Cullen launched the plan last year. The idea is that Janesville students of color who go on to get teaching degrees would be offered grants to pay off their educational expenses if they get jobs teaching in Janesville and agree to stay here for a number of years.


Studer noted that similar plans have helped elsewhere with nursing and doctor shortages. He said he liked the idea that his money would go to work right away.


Cullen said that until Studer stepped forward, he wasn’t sure that the program would get off the ground this year. Now, he said, it’s a sure thing.


Readers may recall that Studer’s company, The Studer Group, is donating its services in an effort to create a climate of excellence in the Janesville School District.


Studer said the value of those services is $1.2 million.


“My wife and I, by the grace of God, have been very, very fortunate, and we’re fortunate to be able to share those blessings with other people,” Studer said.


PROGRAM DETAILS


The Minority Recruitment Initiative proposes a privately funded effort to home-grow Janesville residents of color into Janesville School District teachers. The program’s details haven’t been fully worked out, said the program’s initiator, Tim Cullen.


Here are a few details, according to Cullen:


The problem—Racial inequality. About 17 percent of the school district’s enrollment is minorities, while about 0.5 percent of teachers are minorities. Past recruiting efforts have not changed the situation.

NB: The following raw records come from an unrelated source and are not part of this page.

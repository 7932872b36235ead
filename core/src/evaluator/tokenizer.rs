//! Character scanning and name resolution.

use tracing::trace;

use crate::errors::EvalError;
use crate::function::{Arity, Callable};
use crate::symbols::{Binding, SymbolTable};

/// Longest accepted numeric literal, in bytes.
pub(crate) const MAX_LITERAL_LEN: usize = 100;

/// One scanned token.
///
/// Names are resolved during scanning: an identifier becomes either the
/// current value of a variable or a reference to a function binding, never a
/// bare name.
#[derive(Clone, Copy)]
pub(crate) enum Token<'ev> {
    /// End of input.
    End,
    Plus,
    Minus,
    Star,
    Slash,
    Backslash,
    Percent,
    Caret,
    LParen,
    RParen,
    Comma,
    Number(f64),
    Variable(f64),
    Function {
        arity: Arity,
        callable: &'ev dyn Callable,
    },
}

impl std::fmt::Debug for Token<'_> {
    fn fmt(&self, f: &mut std::fmt::Formatter<'_>) -> std::fmt::Result {
        match self {
            Token::End => write!(f, "End"),
            Token::Plus => write!(f, "Plus"),
            Token::Minus => write!(f, "Minus"),
            Token::Star => write!(f, "Star"),
            Token::Slash => write!(f, "Slash"),
            Token::Backslash => write!(f, "Backslash"),
            Token::Percent => write!(f, "Percent"),
            Token::Caret => write!(f, "Caret"),
            Token::LParen => write!(f, "LParen"),
            Token::RParen => write!(f, "RParen"),
            Token::Comma => write!(f, "Comma"),
            Token::Number(v) => write!(f, "Number({v})"),
            Token::Variable(v) => write!(f, "Variable({v})"),
            Token::Function { arity, .. } => write!(f, "Function({arity:?})"),
        }
    }
}

/// Scanner over one expression's text with a one-token pushback slot.
pub(crate) struct Tokenizer<'t, 'ev> {
    text: &'t [u8],
    pos: usize,
    pushback: Option<Token<'ev>>,
    symbols: &'ev SymbolTable,
}

impl<'t, 'ev> Tokenizer<'t, 'ev> {
    pub(crate) fn new(text: &'t str, symbols: &'ev SymbolTable) -> Self {
        Self {
            text: text.as_bytes(),
            pos: 0,
            pushback: None,
            symbols,
        }
    }

    /// Return a token to the scanner. The next [`pull`](Self::pull) yields
    /// it again. Only one token fits; the grammar never needs more.
    pub(crate) fn push(&mut self, token: Token<'ev>) {
        debug_assert!(self.pushback.is_none(), "pushback slot already occupied");
        self.pushback = Some(token);
    }

    /// Scan the next token.
    pub(crate) fn pull(&mut self) -> Result<Token<'ev>, EvalError> {
        if let Some(token) = self.pushback.take() {
            trace!(?token, "pull (pushed back)");
            return Ok(token);
        }

        while self.pos < self.text.len() && self.text[self.pos].is_ascii_whitespace() {
            self.pos += 1;
        }

        let Some(&byte) = self.text.get(self.pos) else {
            return Ok(Token::End);
        };

        let token = match byte {
            b'+' => self.single(Token::Plus),
            b'-' => self.single(Token::Minus),
            b'*' => self.single(Token::Star),
            b'/' => self.single(Token::Slash),
            b'\\' => self.single(Token::Backslash),
            b'%' => self.single(Token::Percent),
            b'^' => self.single(Token::Caret),
            b'(' => self.single(Token::LParen),
            b')' => self.single(Token::RParen),
            b',' => self.single(Token::Comma),
            b'0'..=b'9' | b'.' => self.scan_number()?,
            b'A'..=b'Z' | b'a'..=b'z' | b'_' => self.scan_name()?,
            _ => return Err(EvalError::Syntax),
        };
        trace!(?token, pos = self.pos, "pull");
        Ok(token)
    }

    fn single(&mut self, token: Token<'ev>) -> Token<'ev> {
        self.pos += 1;
        token
    }

    /// Scan digits with at most the leading part of one decimal point.
    /// `strtod`-style parsing: a lone `.` scans as the literal zero.
    fn scan_number(&mut self) -> Result<Token<'ev>, EvalError> {
        let start = self.pos;
        while self
            .text
            .get(self.pos)
            .is_some_and(|b| b.is_ascii_digit())
        {
            self.pos += 1;
        }
        if self.text.get(self.pos) == Some(&b'.') {
            self.pos += 1;
            while self
                .text
                .get(self.pos)
                .is_some_and(|b| b.is_ascii_digit())
            {
                self.pos += 1;
            }
        }

        let literal = &self.text[start..self.pos];
        if literal.len() >= MAX_LITERAL_LEN {
            return Err(EvalError::BadLiteral);
        }
        // The scan admits only ASCII digits and dots, so this is valid UTF-8
        // and parses except for the bare-dot case.
        let literal = std::str::from_utf8(literal).map_err(|_| EvalError::BadLiteral)?;
        Ok(Token::Number(literal.parse().unwrap_or(0.0)))
    }

    /// Scan an identifier and resolve it against the symbol table.
    fn scan_name(&mut self) -> Result<Token<'ev>, EvalError> {
        let start = self.pos;
        while self
            .text
            .get(self.pos)
            .is_some_and(|b| b.is_ascii_alphanumeric() || *b == b'_')
        {
            self.pos += 1;
        }

        // Only ASCII bytes were admitted.
        let name = std::str::from_utf8(&self.text[start..self.pos])
            .map_err(|_| EvalError::Syntax)?;
        match self.symbols.lookup(name) {
            Some(Binding::Variable(value)) => Ok(Token::Variable(*value)),
            Some(Binding::Function(binding)) => Ok(Token::Function {
                arity: binding.arity,
                callable: binding.callable.as_ref(),
            }),
            None => Err(EvalError::UnknownName(name.to_string())),
        }
    }
}

#[cfg(test)]
mod tests {
    use super::*;
    use crate::evaluator::EvalContext;
    use crate::function::{Arity, FunctionError};

    fn zero(_cx: &mut EvalContext<'_>, _args: &mut [f64]) -> Result<f64, FunctionError> {
        Ok(0.0)
    }

    fn pull_all(text: &str, symbols: &SymbolTable) -> Vec<String> {
        let mut tokens = Tokenizer::new(text, symbols);
        let mut out = Vec::new();
        loop {
            let token = tokens.pull().unwrap();
            out.push(format!("{token:?}"));
            if matches!(token, Token::End) {
                return out;
            }
        }
    }

    #[test]
    fn test_operators_and_whitespace() {
        let symbols = SymbolTable::new();
        assert_eq!(
            pull_all(" + -* / \\ % ^ ( ) , ", &symbols),
            [
                "Plus",
                "Minus",
                "Star",
                "Slash",
                "Backslash",
                "Percent",
                "Caret",
                "LParen",
                "RParen",
                "Comma",
                "End"
            ]
        );
    }

    #[test]
    fn test_numbers() {
        let symbols = SymbolTable::new();
        assert_eq!(
            pull_all("1 2.5 .5 10.", &symbols),
            ["Number(1)", "Number(2.5)", "Number(0.5)", "Number(10)", "End"]
        );
    }

    #[test]
    fn test_bare_dot_scans_as_zero() {
        let symbols = SymbolTable::new();
        assert_eq!(pull_all(".", &symbols), ["Number(0)", "End"]);
    }

    #[test]
    fn test_second_dot_starts_a_new_token() {
        let symbols = SymbolTable::new();
        assert_eq!(
            pull_all("1.2.3", &symbols),
            ["Number(1.2)", "Number(0.3)", "End"]
        );
    }

    #[test]
    fn test_literal_length_cap() {
        let symbols = SymbolTable::new();
        let ok = "9".repeat(MAX_LITERAL_LEN - 1);
        let mut tokens = Tokenizer::new(&ok, &symbols);
        assert!(matches!(tokens.pull(), Ok(Token::Number(_))));

        let long = "9".repeat(MAX_LITERAL_LEN);
        let mut tokens = Tokenizer::new(&long, &symbols);
        assert_eq!(tokens.pull().unwrap_err(), EvalError::BadLiteral);
    }

    #[test]
    fn test_name_resolution() {
        let mut symbols = SymbolTable::new();
        symbols.set_variable("x", 4.5).unwrap();
        symbols.set_variable("_under_score2", 1.0).unwrap();
        symbols
            .define_function("f", Arity::Exact(1), Box::new(zero))
            .unwrap();
        assert_eq!(
            pull_all("x _under_score2", &symbols),
            ["Variable(4.5)", "Variable(1)", "End"]
        );

        let mut tokens = Tokenizer::new("f", &symbols);
        assert!(matches!(tokens.pull(), Ok(Token::Function { .. })));
    }

    #[test]
    fn test_unknown_name() {
        let symbols = SymbolTable::new();
        let mut tokens = Tokenizer::new("nope", &symbols);
        assert_eq!(
            tokens.pull().unwrap_err(),
            EvalError::UnknownName("nope".to_string())
        );
    }

    #[test]
    fn test_unrecognized_character() {
        let symbols = SymbolTable::new();
        let mut tokens = Tokenizer::new("@", &symbols);
        assert_eq!(tokens.pull().unwrap_err(), EvalError::Syntax);
    }

    #[test]
    fn test_pushback_single_slot() {
        let symbols = SymbolTable::new();
        let mut tokens = Tokenizer::new("1 2", &symbols);
        let first = tokens.pull().unwrap();
        tokens.push(first);
        assert!(matches!(tokens.pull(), Ok(Token::Number(v)) if v == 1.0));
        assert!(matches!(tokens.pull(), Ok(Token::Number(v)) if v == 2.0));
        assert!(matches!(tokens.pull(), Ok(Token::End)));
    }
}
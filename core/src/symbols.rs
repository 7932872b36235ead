//! The symbol table: named variables and functions.
//!
//! Variables and functions share one namespace. A name is bound to exactly
//! one kind at a time, and rebinding across kinds is refused rather than
//! silently replacing; within a kind, assigning a variable updates its value
//! and defining a function replaces its implementation.
//!
//! Names are resolved at tokenize time, so every identifier in an expression
//! must already be bound when the expression is evaluated.

use core::fmt;
use core::ops::ControlFlow;

use thiserror::Error;

use crate::function::{Arity, Callable};
use crate::table::HashTable;

/// Slot count for the symbol table. Fixed for the table's lifetime.
const SLOT_COUNT: usize = 500;

/// Positional shift hash over the leading bytes of the name.
///
/// Cheap and good enough for identifier-shaped keys; only the first 32
/// bytes participate, so very long names hash by prefix.
fn name_hash(key: &[u8]) -> u32 {
    key.iter()
        .take(32)
        .enumerate()
        .fold(0u32, |h, (i, &b)| h.wrapping_add((b as u32) << i))
}

/// A function binding: declared arity plus the implementation.
pub struct FnBinding {
    pub arity: Arity,
    pub callable: Box<dyn Callable>,
}

impl fmt::Debug for FnBinding {
    fn fmt(&self, f: &mut fmt::Formatter<'_>) -> fmt::Result {
        f.debug_struct("FnBinding")
            .field("arity", &self.arity)
            .finish_non_exhaustive()
    }
}

/// What a name is bound to.
#[derive(Debug)]
pub enum Binding {
    Variable(f64),
    Function(FnBinding),
}

/// Error defining or replacing a binding.
#[derive(Debug, Clone, PartialEq, Eq, Error)]
pub enum DefineError {
    #[error("`{0}` is bound to a function, not a variable")]
    NameIsFunction(String),
    #[error("`{0}` is bound to a variable, not a function")]
    NameIsVariable(String),
}

/// Error reading a variable.
#[derive(Debug, Clone, PartialEq, Eq, Error)]
pub enum VarError {
    #[error("`{0}` is not bound")]
    NotFound(String),
    #[error("`{0}` is bound to a function, not a variable")]
    IsFunction(String),
}

/// Table of name bindings shared by every evaluation on an engine.
pub struct SymbolTable {
    table: HashTable<Binding>,
}

impl SymbolTable {
    pub fn new() -> Self {
        Self {
            table: HashTable::new(SLOT_COUNT, name_hash),
        }
    }

    /// Number of bound names, variables and functions together.
    pub fn len(&self) -> usize {
        self.table.len()
    }

    pub fn is_empty(&self) -> bool {
        self.table.is_empty()
    }

    /// Look up a name without caring what kind it is bound to.
    pub fn lookup(&self, name: &str) -> Option<&Binding> {
        self.table.get(name)
    }

    /// Bind a variable, updating the value in place if `name` is already a
    /// variable. Refuses to shadow a function.
    pub fn set_variable(&mut self, name: &str, value: f64) -> Result<(), DefineError> {
        match self.table.get_mut(name) {
            Some(Binding::Variable(slot)) => {
                *slot = value;
                Ok(())
            }
            Some(Binding::Function(_)) => Err(DefineError::NameIsFunction(name.to_string())),
            None => {
                self.table.insert(name, Binding::Variable(value));
                Ok(())
            }
        }
    }

    /// Read a variable's current value.
    pub fn get_variable(&self, name: &str) -> Result<f64, VarError> {
        match self.table.get(name) {
            Some(Binding::Variable(value)) => Ok(*value),
            Some(Binding::Function(_)) => Err(VarError::IsFunction(name.to_string())),
            None => Err(VarError::NotFound(name.to_string())),
        }
    }

    /// Bind a function, replacing the implementation if `name` is already a
    /// function. Refuses to shadow a variable.
    pub fn define_function(
        &mut self,
        name: &str,
        arity: Arity,
        callable: Box<dyn Callable>,
    ) -> Result<(), DefineError> {
        match self.table.get_mut(name) {
            Some(Binding::Function(binding)) => {
                binding.arity = arity;
                binding.callable = callable;
                Ok(())
            }
            Some(Binding::Variable(_)) => Err(DefineError::NameIsVariable(name.to_string())),
            None => {
                self.table
                    .insert(name, Binding::Function(FnBinding { arity, callable }));
                Ok(())
            }
        }
    }

    /// Drop a binding of either kind. Returns whether the name was bound.
    pub fn remove(&mut self, name: &str) -> bool {
        self.table.remove(name).is_some()
    }

    /// Visit every binding in unspecified order.
    pub fn for_each<B>(
        &self,
        visit: impl FnMut(&str, &Binding) -> ControlFlow<B>,
    ) -> ControlFlow<B> {
        self.table.for_each(visit)
    }
}

impl Default for SymbolTable {
    fn default() -> Self {
        Self::new()
    }
}

impl fmt::Debug for SymbolTable {
    fn fmt(&self, f: &mut fmt::Formatter<'_>) -> fmt::Result {
        f.debug_struct("SymbolTable")
            .field("len", &self.table.len())
            .finish_non_exhaustive()
    }
}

“The picture of the students of Janesville should basically look like a picture of the teachers, and today, that’s not true,” Cullen said.


The solution—Recruit Janesville students of color to get teaching degrees. Those who accept teaching jobs here would be offered a deal: Stay here for an as-yet undetermined number of years, and in return, private donations would pay off their educational expenses.


The funding—No tax dollars, only private money. Cullen said he has pledges of support from four other sources, some of whom are considering contributions over a number of years. Friday’s announcement was the first publicly announced donation.


Administration—The Community Foundation of Southern Wisconsin will manage the donations and legal aspects such as tax-deductibility. A board of directors is expected to be announced soon.


Prediction—‘It’s an exciting thing which I absolutely believe is going to work,” Cullen said.